Their low fees are definitely a selling point, but their investment strategy doesn't appeal to me personally. I have very little desire to have my funds constrained to primarily "household names" or to know specifically where my money is invested. I really just care about the return and what potion of it is going towards fees.

You defeat your own statement with doesn’t appeal & then really just care about return
Newsflash the return is all anyone is ever primarily concerned about
If they can manage my money with 50 household names I’d prefer that to investments in say Brazil in a global fund. Volatility should be lower following their strategy & a lot of time saved informing clients about the companies invested in.
I’d like to see Milford Asset open another equity fund for investments in NZ & Aus businesses like the one oversubscribed a couple yrs back

You defeat your own statement with doesn’t appeal & then really just care about return

What on earth are you talking about?

Try boy just try

Goodnight kiwi lad


I'm picking our friend has been on spirits

Mmmmm, pie.

The fact that a company is a "household name" doesn't make its shares a better investment by default. Downright bizarre if that was the investment strategy, but methinks it is just marketing spin. Same with the analogy to a "Netflix style" subscription service. Last time I checked, Netflix didn't invent the concept of paying for something with a monthly flat fee. Trying to be hip/contemporary...
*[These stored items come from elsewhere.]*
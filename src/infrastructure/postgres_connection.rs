use log::debug;
use postgres::{Client, NoTls, Row, SimpleQueryMessage, types::Type};

use crate::{
    error::{DatabaseError, DatabaseStep, DriverError},
    infrastructure::database::{FieldValue, ResultRow, SqlConnection},
};

/// Synchronous PostgreSQL-protocol connection, usable against CockroachDB.
pub struct PostgresConnection {
    client: Client,
}

impl PostgresConnection {
    pub fn connect(database_url: &str) -> Result<Self, DatabaseError> {
        debug!("connecting to {}", redact_password(database_url));
        let client = Client::connect(database_url, NoTls)
            .map_err(|error| DatabaseError::new(DatabaseStep::Connecting, diagnostic(&error)))?;
        Ok(Self { client })
    }
}

impl SqlConnection for PostgresConnection {
    /// Sends `sql` as one simple-protocol Query message, so the server parses
    /// and runs it in a single round trip without preparing it.
    fn execute(&mut self, sql: &str) -> Result<u64, DriverError> {
        debug!("executing statement of {} bytes", sql.len());
        let messages = self
            .client
            .simple_query(sql)
            .map_err(|error| DriverError(diagnostic(&error)))?;
        Ok(messages
            .iter()
            .filter_map(|message| match message {
                SimpleQueryMessage::CommandComplete(rows) => Some(*rows),
                _ => None,
            })
            .sum())
    }

    fn query(&mut self, sql: &str) -> Result<Vec<ResultRow>, DriverError> {
        debug!("querying: {sql}");
        let rows = self
            .client
            .query(sql, &[])
            .map_err(|error| DriverError(diagnostic(&error)))?;
        rows.iter()
            .map(convert_row)
            .collect::<Result<Vec<_>, _>>()
            .map_err(|error| DriverError(diagnostic(&error)))
    }
}

impl Drop for PostgresConnection {
    fn drop(&mut self) {
        debug!("disconnecting");
    }
}

fn convert_row(row: &Row) -> Result<ResultRow, postgres::Error> {
    let fields = (0..row.len())
        .map(|index| field_value(row, index))
        .collect::<Result<Vec<_>, _>>()?;
    Ok(ResultRow::new(fields))
}

fn field_value(row: &Row, index: usize) -> Result<FieldValue, postgres::Error> {
    let column_type = row.columns()[index].type_();
    let value = if *column_type == Type::INT2 {
        row.try_get::<_, Option<i16>>(index)?
            .map(|value| FieldValue::Int(value.into()))
    } else if *column_type == Type::INT4 {
        row.try_get::<_, Option<i32>>(index)?
            .map(|value| FieldValue::Int(value.into()))
    } else if *column_type == Type::INT8 {
        row.try_get::<_, Option<i64>>(index)?.map(FieldValue::Int)
    } else {
        row.try_get::<_, Option<String>>(index)?.map(FieldValue::Text)
    };
    Ok(value.unwrap_or(FieldValue::Null))
}

/// Prefers the engine's own message over the driver's wrapper text.
fn diagnostic(error: &postgres::Error) -> String {
    match error.as_db_error() {
        Some(db_error) => format!("{} (SQLSTATE {})", db_error.message(), db_error.code().code()),
        None => error.to_string(),
    }
}

fn redact_password(database_url: &str) -> String {
    let Some((scheme, rest)) = database_url.split_once("://") else {
        return redact_keyword_password(database_url);
    };
    let Some((credentials, host)) = rest.rsplit_once('@') else {
        return database_url.to_string();
    };
    match credentials.split_once(':') {
        Some((user, _)) => format!("{scheme}://{user}:***@{host}"),
        None => database_url.to_string(),
    }
}

fn redact_keyword_password(config: &str) -> String {
    config
        .split_whitespace()
        .map(|pair| match pair.split_once('=') {
            Some((key, _)) if key.eq_ignore_ascii_case("password") => format!("{key}=***"),
            _ => pair.to_string(),
        })
        .collect::<Vec<_>>()
        .join(" ")
}
//! Core CIL instruction interpreter.
//!
//! The [`Interpreter`] provides the fetch-dispatch-execute loop over a [`Routine`]. Each step
//! executes the instruction under the cursor and reports how the cursor moves on: to the next
//! instruction, to a branch target (resolved through the context's offset index, never by
//! offset arithmetic), or out of the loop on `ret`.
//!
//! # Supported Opcodes
//!
//! | Family | Opcodes |
//! |--------|---------|
//! | load | `ldc.i4*`, `ldc.i8`, `ldc.r4`, `ldc.r8`, `ldarg*`, `ldloc*`, `ldelem.u4` |
//! | store | `stloc*`, `stelem.i4`, `stfld` (no-op) |
//! | arithmetic | `add`, `sub`, `mul`, `or`, `neg` |
//! | logic | `and`, `xor`, `not`, `shl`, `shr`, `shr.un` |
//! | control | `br`, `beq`, `bne.un` (short forms included), `ret`, `nop` |
//! | conversion | `conv.u8` (int32 only, sign-extending) |
//!
//! Anything else fails the run with [`EmulationError::UnhandledOpcode`].

mod arithmetic;
mod load;
mod logic;
mod store;


use log::trace;

use crate::{
    assembly::{opcodes, Instruction},
    emulation::{EmValue, EmulationError, EmulationLimits, ExecutionContext, HeapRef},
};

use self::{
    arithmetic::ArithmeticOp,
    logic::{BitwiseOp, ShiftOp},
};

/// How the cursor moves after one instruction.
#[derive(Debug, Clone, Copy, PartialEq, Eq)]
pub enum StepResult {
    /// Proceed to the next instruction
    Continue,
    /// Jump to the instruction starting at this offset
    Branch(u64),
    /// Stop the run successfully
    Return,
}

pub(super) fn invalid_operand(instruction: &Instruction, expected: &'static str) -> EmulationError {
    EmulationError::InvalidOperand {
        instruction: instruction.mnemonic,
        expected,
    }
}

fn unhandled(instruction: &Instruction) -> EmulationError {
    EmulationError::UnhandledOpcode {
        mnemonic: instruction.mnemonic,
        offset: instruction.offset,
    }
}

/// An instruction sequence plus the argument/local seeds of the next run.
///
/// The sequence is borrowed and never changes. Seeds are copied into a fresh
/// [`ExecutionContext`] by every call to [`Routine::emulate`], so re-running the same routine
/// never observes state from an earlier run.
///
/// # Examples
///
/// ```rust
/// use cilprobe::assembly::Instruction;
/// use cilprobe::emulation::{EmValue, Routine};
///
/// let code = vec![
///     Instruction::ldloc(0).at(0),
///     Instruction::ldc_i4(1).at(1),
///     Instruction::new(cilprobe::assembly::opcodes::ADD, cilprobe::assembly::Operand::None).at(2),
///     Instruction::ret().at(3),
/// ];
///
/// let mut routine = Routine::new(&code);
/// routine.set_local(0, EmValue::I32(41));
/// let ctx = routine.emulate()?;
/// assert_eq!(ctx.peek(), Some(&EmValue::I32(42)));
/// # Ok::<(), cilprobe::emulation::EmulationError>(())
/// ```
#[derive(Debug, Clone)]
pub struct Routine<'a> {
    instructions: &'a [Instruction],
    args: Vec<(u16, EmValue)>,
    locals: Vec<(u16, EmValue)>,
    arrays: Vec<Vec<i32>>,
    limits: EmulationLimits,
}

impl<'a> Routine<'a> {
    /// Creates a routine over `instructions` with default limits and no seeds
    #[must_use]
    pub fn new(instructions: &'a [Instruction]) -> Self {
        Routine {
            instructions,
            args: Vec::new(),
            locals: Vec::new(),
            arrays: Vec::new(),
            limits: EmulationLimits::default(),
        }
    }

    /// Replaces the emulation limits
    #[must_use]
    pub fn with_limits(mut self, limits: EmulationLimits) -> Self {
        self.limits = limits;
        self
    }

    /// Seeds argument `index` for every following run
    pub fn set_arg(&mut self, index: u16, value: EmValue) {
        self.args.retain(|(idx, _)| *idx != index);
        self.args.push((index, value));
    }

    /// Seeds local `index` for every following run
    pub fn set_local(&mut self, index: u16, value: EmValue) {
        self.locals.retain(|(idx, _)| *idx != index);
        self.locals.push((index, value));
    }

    /// Seeds an `int32` array that every following run starts with
    pub fn alloc_array(&mut self, values: Vec<i32>) -> EmValue {
        self.arrays.push(values);
        EmValue::ArrayRef(HeapRef::new((self.arrays.len() - 1) as u64))
    }

    /// The instruction sequence
    #[must_use]
    pub fn instructions(&self) -> &'a [Instruction] {
        self.instructions
    }

    /// Runs the routine to completion from a fresh context.
    ///
    /// # Errors
    /// Returns the [`EmulationError`] that stopped the run.
    pub fn emulate(&self) -> Result<ExecutionContext, EmulationError> {
        let mut ctx = ExecutionContext::new(self.instructions);
        for array in &self.arrays {
            ctx.alloc_array(array.clone());
        }
        for (index, value) in &self.args {
            ctx.set_arg(*index, *value);
        }
        for (index, value) in &self.locals {
            ctx.set_local(*index, *value);
        }

        Interpreter::new(self.limits).run(self.instructions, ctx)
    }
}

/// Core CIL instruction interpreter.
///
/// Stateless apart from its limits; one interpreter can drive any number of runs.
#[derive(Debug, Clone, Default)]
pub struct Interpreter {
    limits: EmulationLimits,
}

impl Interpreter {
    /// Creates a new interpreter with the given execution limits.
    #[must_use]
    pub fn new(limits: EmulationLimits) -> Self {
        Interpreter { limits }
    }

    /// Returns the execution limits.
    #[must_use]
    pub fn limits(&self) -> &EmulationLimits {
        &self.limits
    }

    /// Executes `instructions` against `ctx` until `ret` or the end of the sequence.
    ///
    /// # Errors
    /// Returns the first [`EmulationError`] raised by an instruction, or
    /// [`EmulationError::InstructionLimitExceeded`] if the step ceiling is reached.
    pub fn run(
        &self,
        instructions: &[Instruction],
        mut ctx: ExecutionContext,
    ) -> Result<ExecutionContext, EmulationError> {
        let mut cursor = 0usize;
        let mut executed = 0u64;

        while let Some(instruction) = instructions.get(cursor) {
            self.limits.check(executed)?;
            executed += 1;

            ctx.set_position(instruction.offset);
            trace!("{instruction}");

            cursor = match self.step(&mut ctx, instruction)? {
                StepResult::Continue => cursor + 1,
                StepResult::Branch(target) => ctx.index_of(target)?,
                StepResult::Return => break,
            };
        }

        Ok(ctx)
    }

    /// Executes a single instruction.
    ///
    /// # Errors
    /// Returns [`EmulationError::UnhandledOpcode`] for opcodes outside the supported subset,
    /// and the handler's error otherwise.
    pub fn step(
        &self,
        ctx: &mut ExecutionContext,
        instruction: &Instruction,
    ) -> Result<StepResult, EmulationError> {
        match instruction.prefix {
            0 => self.execute_standard(ctx, instruction),
            opcodes::FE_PREFIX => self.execute_fe_prefixed(ctx, instruction),
            _ => Err(unhandled(instruction)),
        }
    }

    #[allow(clippy::unused_self)]
    fn execute_standard(
        &self,
        ctx: &mut ExecutionContext,
        instruction: &Instruction,
    ) -> Result<StepResult, EmulationError> {
        match instruction.opcode {
            opcodes::NOP => Ok(StepResult::Continue),

            opcodes::LDC_I4_M1..=opcodes::LDC_R8 => load::constant(ctx, instruction),
            opcodes::LDARG_0..=opcodes::LDARG_3 | opcodes::LDARG_S => {
                load::argument(ctx, instruction)
            }
            opcodes::LDLOC_0..=opcodes::LDLOC_3 | opcodes::LDLOC_S => {
                load::local(ctx, instruction)
            }
            opcodes::LDELEM_U4 => load::array_element(ctx),

            opcodes::STLOC_0..=opcodes::STLOC_3 | opcodes::STLOC_S => {
                store::local(ctx, instruction)
            }
            opcodes::STELEM_I4 => store::array_element(ctx),
            opcodes::STFLD => store::field(),

            opcodes::ADD => arithmetic::binary(ctx, ArithmeticOp::Add),
            opcodes::SUB => arithmetic::binary(ctx, ArithmeticOp::Sub),
            opcodes::MUL => arithmetic::binary(ctx, ArithmeticOp::Mul),
            opcodes::OR => arithmetic::binary(ctx, ArithmeticOp::Or),
            opcodes::NEG => arithmetic::negate(ctx),

            opcodes::AND => logic::binary(ctx, BitwiseOp::And),
            opcodes::XOR => logic::binary(ctx, BitwiseOp::Xor),
            opcodes::NOT => logic::not(ctx),
            opcodes::SHL => logic::shift(ctx, ShiftOp::Shl),
            opcodes::SHR => logic::shift(ctx, ShiftOp::Shr),
            opcodes::SHR_UN => logic::shift(ctx, ShiftOp::ShrUn),

            opcodes::BR | opcodes::BR_S => Self::branch_target(instruction).map(StepResult::Branch),
            opcodes::BEQ | opcodes::BEQ_S => Self::equality_branch(ctx, instruction, true),
            opcodes::BNE_UN | opcodes::BNE_UN_S => Self::equality_branch(ctx, instruction, false),

            opcodes::CONV_U8 => Self::widen(ctx),

            opcodes::RET => Ok(StepResult::Return),

            _ => Err(unhandled(instruction)),
        }
    }

    #[allow(clippy::unused_self)]
    fn execute_fe_prefixed(
        &self,
        ctx: &mut ExecutionContext,
        instruction: &Instruction,
    ) -> Result<StepResult, EmulationError> {
        match instruction.opcode {
            opcodes::FE_LDARG => load::argument(ctx, instruction),
            opcodes::FE_LDLOC => load::local(ctx, instruction),
            opcodes::FE_STLOC => store::local(ctx, instruction),
            _ => Err(unhandled(instruction)),
        }
    }

    fn branch_target(instruction: &Instruction) -> Result<u64, EmulationError> {
        instruction
            .branch_target()
            .ok_or_else(|| invalid_operand(instruction, "branch target"))
    }

    /// `beq` jumps when equal, `bne.un` when not equal; kinds must match and be integers
    fn equality_branch(
        ctx: &mut ExecutionContext,
        instruction: &Instruction,
        jump_if_equal: bool,
    ) -> Result<StepResult, EmulationError> {
        let target = Self::branch_target(instruction)?;
        let rhs = ctx.pop()?;
        let lhs = ctx.pop()?;

        let equal = match (lhs, rhs) {
            (EmValue::I32(a), EmValue::I32(b)) => a == b,
            (EmValue::I64(a), EmValue::I64(b)) => a == b,
            (lhs, rhs) => {
                return Err(EmulationError::TypeMismatch {
                    operation: instruction.mnemonic,
                    expected: if lhs.same_kind(&rhs) {
                        "I32 or I64"
                    } else {
                        lhs.type_name()
                    },
                    found: rhs.type_name(),
                })
            }
        };

        if equal == jump_if_equal {
            Ok(StepResult::Branch(target))
        } else {
            Ok(StepResult::Continue)
        }
    }

    /// `conv.u8` from int32, sign-extending
    fn widen(ctx: &mut ExecutionContext) -> Result<StepResult, EmulationError> {
        match ctx.pop()? {
            EmValue::I32(v) => {
                ctx.push(EmValue::I64(i64::from(v)));
                Ok(StepResult::Continue)
            }
            other => Err(EmulationError::TypeMismatch {
                operation: "conv.u8",
                expected: "I32",
                found: other.type_name(),
            }),
        }
    }
}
That said, I'm definitely interested in this offering as it bridges the gap between passive and active with a low fee approach.
The Simplicity concept has merit but some of the ETFs used are awful.

"The Simplicity concept has merit but some of the ETFs used are awful"

Is that because they are moving to investing in ethical business only?

I'm mainly thinking of the Vanguard Bond ETF that is the cornerstone of their fixed interest allocation.

An index approach is poor for the fixed income universe, as the countries with the largest weightings in the index are the ones who are the most indebted!

Arguably an ethical investment approach should also exclude the direct funding of the US government, but that's another story...


For those who are interested, the portfolio breakdown is here:

Makes me wonder whether there is a case to diversify Kiwisaver across providers. Pity this can't be done at the moment...

“Over the last 12 years we’ve [Pie Funds] demonstrated we can out-perform by stock picking.”

Oh really? I'd love to see some figures on that...

Here are Pie Funds' quarterly fund updates. You can see how the performance of its funds has tracked against the market. 

None of the three I looked at go back 12 years though.